According to Metzl’s comments to NTD, a lack of thoroughness in the initial investigation of the virus’s origins, it has helped the scientific community settle on a desired narrative of the Chinese government, which blamed the virus outbreak on animal interactions instead of the possibility that the outbreak was the consequence of careless experimentation with fatal diseases.

Metzl said during the hearing that the Chinese government accepts the concept of a spontaneous epidemic caused by COVID-19 jumping from an animal to a human host but that the government has not yet identified the animal that may have served as the intermediate host.

Researchers quickly identified the intermediate species responsible for transmitting the virus from animals to humans during previous virus outbreaks, as noted by Metzl. These outbreaks include the 2002 SARS outbreak in China and the 2012 MERS epidemic in Saudi Arabia.

To show his appreciation for Dr. Anthony Fauci’s strong opposition to the lab leak scenario, EcoHealth Alliance President Dr. Peter Daszak sent him an email in April 2020. The Wuhan Institute of Virology is a partner of the EcoHealth Alliance.

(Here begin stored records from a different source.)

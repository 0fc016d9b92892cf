//! Error types for board construction and placement.

use crate::types::Coord;
use derive_more::{Display, Error};

/// Error creating a board.
#[derive(Debug, Clone, PartialEq, Eq, Display, Error)]
pub enum BoardError {
    /// Board size must be at least 1.
    #[display("Board size must be at least 1, got {}", size)]
    InvalidSize {
        /// Requested size.
        size: usize,
    },
}

/// Error placing a mark. The board is unchanged when one of these is returned.
#[derive(Debug, Clone, PartialEq, Eq, Display, Error)]
pub enum PlaceError {
    /// Row or column falls outside the board.
    #[display("Coordinate {} is outside the {}x{} board", coord, size, size)]
    OutOfBounds {
        /// Rejected coordinate.
        coord: Coord,
        /// Board size.
        size: usize,
    },

    /// Target cell already holds a mark.
    #[display("Cell {} is already taken", coord)]
    CellOccupied {
        /// Rejected coordinate.
        coord: Coord,
    },
}

#[cfg(test)]
mod tests {
    use super::*;

    #[test]
    fn test_place_error_display() {
        let err = PlaceError::CellOccupied {
            coord: Coord::new(1, 1),
        };
        assert_eq!(err.to_string(), "Cell 1,1 is already taken");

        let err = PlaceError::OutOfBounds {
            coord: Coord::new(3, 0),
            size: 3,
        };
        assert_eq!(err.to_string(), "Coordinate 3,0 is outside the 3x3 board");
    }

    #[test]
    fn test_board_error_display() {
        let err = BoardError::InvalidSize { size: 0 };
        assert_eq!(err.to_string(), "Board size must be at least 1, got 0");
    }
}
//! Lines grouped by how many more marks they need.

use crate::types::Coord;

/// Result of [`Board::counts_by_missing`](crate::Board::counts_by_missing).
///
/// Bucket `k` lists, for every line the opponent has not touched and that
/// has exactly `k` empty cells, the empty coordinates of that line. Buckets
/// run from `0` (already complete) to `size` (untouched).
#[derive(Debug, Clone, PartialEq, Eq)]
pub struct MissingCounts {
    buckets: Vec<Vec<Vec<Coord>>>,
}

impl MissingCounts {
    pub(crate) fn new(size: usize) -> Self {
        Self {
            buckets: vec![Vec::new(); size + 1],
        }
    }

    pub(crate) fn push(&mut self, missing: usize, empties: Vec<Coord>) {
        self.buckets[missing].push(empties);
    }

    /// Returns the lines needing exactly `missing` marks.
    ///
    /// Out-of-range counts yield an empty slice.
    pub fn bucket(&self, missing: usize) -> &[Vec<Coord>] {
        self.buckets.get(missing).map(Vec::as_slice).unwrap_or(&[])
    }

    /// Returns the number of lines needing exactly `missing` marks.
    pub fn count(&self, missing: usize) -> usize {
        self.bucket(missing).len()
    }

    /// Returns the highest bucket index (the board size).
    pub fn max_missing(&self) -> usize {
        self.buckets.len() - 1
    }

    /// Iterates non-empty buckets as `(missing, lines)`, lowest first.
    pub fn iter(&self) -> impl Iterator<Item = (usize, &[Vec<Coord>])> {
        self.buckets
            .iter()
            .enumerate()
            .filter(|(_, lines)| !lines.is_empty())
            .map(|(missing, lines)| (missing, lines.as_slice()))
    }
}
//! Rule-based move selection for the CPU player.
//!
//! The selector walks a fixed priority list of tactics and returns the
//! first one that applies. It only reads the board; the caller places the
//! chosen mark.

use crate::board::Board;
use crate::types::{Coord, Mark};
use rand::rngs::StdRng;
use rand::{Rng, SeedableRng};
use tracing::{info, instrument};

/// A rule in the CPU's priority list.
#[derive(
    Debug, Clone, Copy, PartialEq, Eq, Hash, strum::Display, strum::EnumIter,
)]
#[strum(serialize_all = "snake_case")]
pub enum Tactic {
    /// Very first move: a random corner or the center.
    Opening,
    /// Reply to the opponent's opening.
    Response,
    /// Complete one of our own lines.
    Win,
    /// Fill the gap in an opponent line that is one mark from winning.
    Block,
    /// Add to a line we have started.
    Build,
    /// Start on a line nobody has touched.
    Lane,
    /// Any empty cell.
    Random,
}

/// A chosen move and the tactic that produced it.
#[derive(Debug, Clone, Copy, PartialEq, Eq, derive_new::new)]
pub struct Selection {
    /// Where to play.
    pub coord: Coord,
    /// Why.
    pub tactic: Tactic,
}

/// Picks moves for an automated player from an injected random source.
#[derive(Debug, Clone)]
pub struct MoveSelector<R = StdRng> {
    rng: R,
}

impl MoveSelector<StdRng> {
    /// Creates a selector seeded from the operating system.
    pub fn from_entropy() -> Self {
        Self::new(StdRng::from_os_rng())
    }

    /// Creates a reproducible selector.
    pub fn seeded(seed: u64) -> Self {
        Self::new(StdRng::seed_from_u64(seed))
    }
}

impl<R: Rng> MoveSelector<R> {
    /// Creates a selector drawing from `rng`.
    pub fn new(rng: R) -> Self {
        Self { rng }
    }

    /// Chooses a move for `me` against `opponent`.
    ///
    /// Returns `None` only when the board is full. The returned coordinate
    /// always refers to an empty cell.
    #[instrument(skip(self, board), fields(turn = board.turn()))]
    pub fn select_move(&mut self, board: &Board, me: Mark, opponent: Mark) -> Option<Selection> {
        let selection = self
            .early_game(board, opponent)
            .or_else(|| Self::completing(board, me, Tactic::Win))
            .or_else(|| Self::completing(board, opponent, Tactic::Block))
            .or_else(|| self.building(board, me))
            .or_else(|| Self::lane(board, me))
            .or_else(|| self.fallback(board))?;

        info!(tactic = %selection.tactic, coord = %selection.coord, mark = %me, "Cpu tactic");
        Some(selection)
    }

    fn early_game(&mut self, board: &Board, opponent: Mark) -> Option<Selection> {
        match (board.turn(), board.center()) {
            (0, Some(center)) => self.opening(board, center),
            (0, None) | (1, _) => Self::response(board, opponent),
            _ => None,
        }
    }

    /// Random pick among the corners and the center.
    fn opening(&mut self, board: &Board, center: Coord) -> Option<Selection> {
        let mut candidates = board.corners();
        if !candidates.contains(&center) {
            candidates.push(center);
        }
        candidates.retain(|&c| board.is_empty(c));
        self.pick(&candidates)
            .map(|coord| Selection::new(coord, Tactic::Opening))
    }

    fn response(board: &Board, opponent: Mark) -> Option<Selection> {
        let corners = board.corners();

        if corners.iter().all(|&c| board.is_empty(c)) {
            let origin = Coord::new(0, 0);
            let last = board.size() - 1;
            let beside_origin = [Coord::new(0, 1), Coord::new(1, 0)]
                .into_iter()
                .any(|c| board.get(c).and_then(|cell| cell.mark()) == Some(opponent));
            let coord = if beside_origin {
                origin
            } else {
                Coord::new(last, last)
            };
            return Some(Selection::new(coord, Tactic::Response));
        }

        board
            .center()
            .filter(|&c| board.is_empty(c))
            .map(|coord| Selection::new(coord, Tactic::Response))
    }

    /// First gap of the first line `mark` is one short of completing.
    fn completing(board: &Board, mark: Mark, tactic: Tactic) -> Option<Selection> {
        board
            .counts_by_missing(mark)
            .bucket(1)
            .first()
            .and_then(|empties| empties.first())
            .map(|&coord| Selection::new(coord, tactic))
    }

    fn building(&mut self, board: &Board, me: Mark) -> Option<Selection> {
        let counts = board.counts_by_missing(me);
        let lines = (2..board.size())
            .map(|missing| counts.bucket(missing))
            .find(|lines| !lines.is_empty())?;
        let line = self.pick(lines)?;
        self.pick(&line)
            .map(|coord| Selection::new(coord, Tactic::Build))
    }

    fn lane(board: &Board, me: Mark) -> Option<Selection> {
        board
            .counts_by_missing(me)
            .bucket(board.size())
            .first()
            .and_then(|empties| empties.first())
            .map(|&coord| Selection::new(coord, Tactic::Lane))
    }

    fn fallback(&mut self, board: &Board) -> Option<Selection> {
        self.pick(&board.empty_cells())
            .map(|coord| Selection::new(coord, Tactic::Random))
    }

    /// Uniform choice; singletons are returned without touching the rng.
    fn pick<T: Clone>(&mut self, items: &[T]) -> Option<T> {
        match items {
            [] => None,
            [only] => Some(only.clone()),
            _ => Some(items[self.rng.random_range(0..items.len())].clone()),
        }
    }
}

Bipartisan support is growing for releasing data on the genesis of COVID-19. Information connecting COVID-19 to the Wuhan Institute of Virology was unanimously agreed to be made public by the Senate last week. This Thursday, Connecticut Democrat Rep. Jim Himes sponsored a bill introduced by Republicans to declassify intelligence concerning the possible lab leak.

In May of 2021, President Joseph Biden requested that the United States intelligence community review their findings regarding the possible sources of COVID-19, mainly any information supporting the lab leak hypothesis.